Para além do ser bom temporariamente, o Caracol prefere sonhar com o que ele possa vir a ser. Na criação teatral, proliferam afetos, talentos, reflexão e alegria como dimensões de poéticas pessoais. Houve tempo de seca, é bem verdade, de chão duro difícil de ser caminhado, com uma penosa aprendizagem. Era como se as ventanias quisessem despedaçar a casa do Caracol, e as chuvas obrigavam-no a ficar fechado em sua concha. Mas, como no universo na casca de noz de Hamlet, a poética shakespeariana possi- bilitou, também, a sua liberdade. Arrastando-se vagarosamente em ziguezagues, o Caracol encontrou seus colegas nos jardins de Epicuro.

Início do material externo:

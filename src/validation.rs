//! Validators shared by configuration loading.
use std::ops::RangeInclusive;

/// Validates if a given u16 value is a valid port number.
/// By type, the port is already within the 0-65535 range.
/// This function checks that the port is not 0, which is reserved.
///
/// # Returns
///
/// * `Ok(())` if the port is valid.
/// * `Err(&'static str)` if the port is invalid.
pub fn is_valid_port(port: u16) -> Result<(), &'static str> {
    if port > 0 {
        Ok(())
    } else {
        Err("Port number must be greater than 0")
    }
}

/// Validates that a host name or address is usable for a TCP connection.
///
/// Accepts IP literals and host names; rejects empty strings and embedded whitespace.
pub fn is_valid_host(host: &str) -> Result<(), &'static str> {
    if host.trim().is_empty() {
        return Err("Host cannot be empty");
    }
    if host.chars().any(char::is_whitespace) {
        return Err("Host cannot contain whitespace");
    }
    Ok(())
}

/// Validates if a given value is within a specified numeric range.
///
/// # Returns
///
/// * `Ok(())` if the value is within the range.
/// * `Err(&'static str)` if the value is outside the range.
pub fn is_in_range<T: PartialOrd>(value: T, range: RangeInclusive<T>) -> Result<(), &'static str> {
    if range.contains(&value) {
        Ok(())
    } else {
        Err("Value is outside the specified range")
    }
}

/// Validates if a given string is not empty.
pub fn is_not_empty(s: &str) -> Result<(), &'static str> {
    if s.is_empty() {
        Err("String cannot be empty")
    } else {
        Ok(())
    }
}

#[cfg(test)]
mod tests {
    use super::*;

    #[test]
    fn test_is_valid_port() {
        assert!(is_valid_port(59000).is_ok());
        assert!(is_valid_port(0).is_err());
    }

    #[test]
    fn test_is_valid_host() {
        assert!(is_valid_host("127.0.0.1").is_ok());
        assert!(is_valid_host("lab-server.local").is_ok());
        assert!(is_valid_host("").is_err());
        assert!(is_valid_host("two words").is_err());
    }

    #[test]
    fn test_is_in_range() {
        assert!(is_in_range(5, 1..=10).is_ok());
        assert!(is_in_range(11, 1..=10).is_err());
    }

    #[test]
    fn test_is_not_empty() {
        assert!(is_not_empty("hello").is_ok());
        assert!(is_not_empty("").is_err());
    }
}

A solidão pode ser desejada, muitas vezes, mas não há nada melhor que um coletivo educador de convivência com a alegria, com a amorosidade e com boas doses de agitação. Assim, nasce uma curiosidade epistemológica, que, na linguagem simples do Caracol, consiste numa aventura intelectual que não seja tão difícil, mas essencialmente, “que estudar seja um dever revolucionário, talvez exigente, mas gostoso desde o começo” (FREIRE, 1995, p. 94).

Na educação do teatro, a subjetividade e a objetividade são duas linguagens em constante interação no ambiente. Mas não é a diretora ou o teatrólogo que deve mandar o tempo inteiro. Os desejos, emoções e poéticas de cada ator, e de cada atriz, são temperos essenciais nesta pedagogia da liberdade. Aqui, vale a proposta da poética pessoal do Caracol, que, interligada com o exterior, relaciona-se com a dinâmica da vivência coletiva num mundo de imersões, expressões corporais, liberdade de ação e altas doses de paixão. O ensaio é fundamental, mas a improvisação também favorece a criatividade, e não há nada melhor que repre- sentar uma peça com figurino consistente ao modelo de uma época. Peças clássicas são importantes, mas é preciso “dizer o que foi dito, e mesmo o que não foi dito de um modo nosso, imediato, direto, que responda aos modos de sentir e que todo mundo compreenda” (ARTAUD, 1999, p. 93). Precisamos de algo para ressoar dentro de nós, que reflita aquilo que somos e que dialogue com o mundo em que vivemos. E o mundo não o é, ele está sendo (FREIRE, 1995).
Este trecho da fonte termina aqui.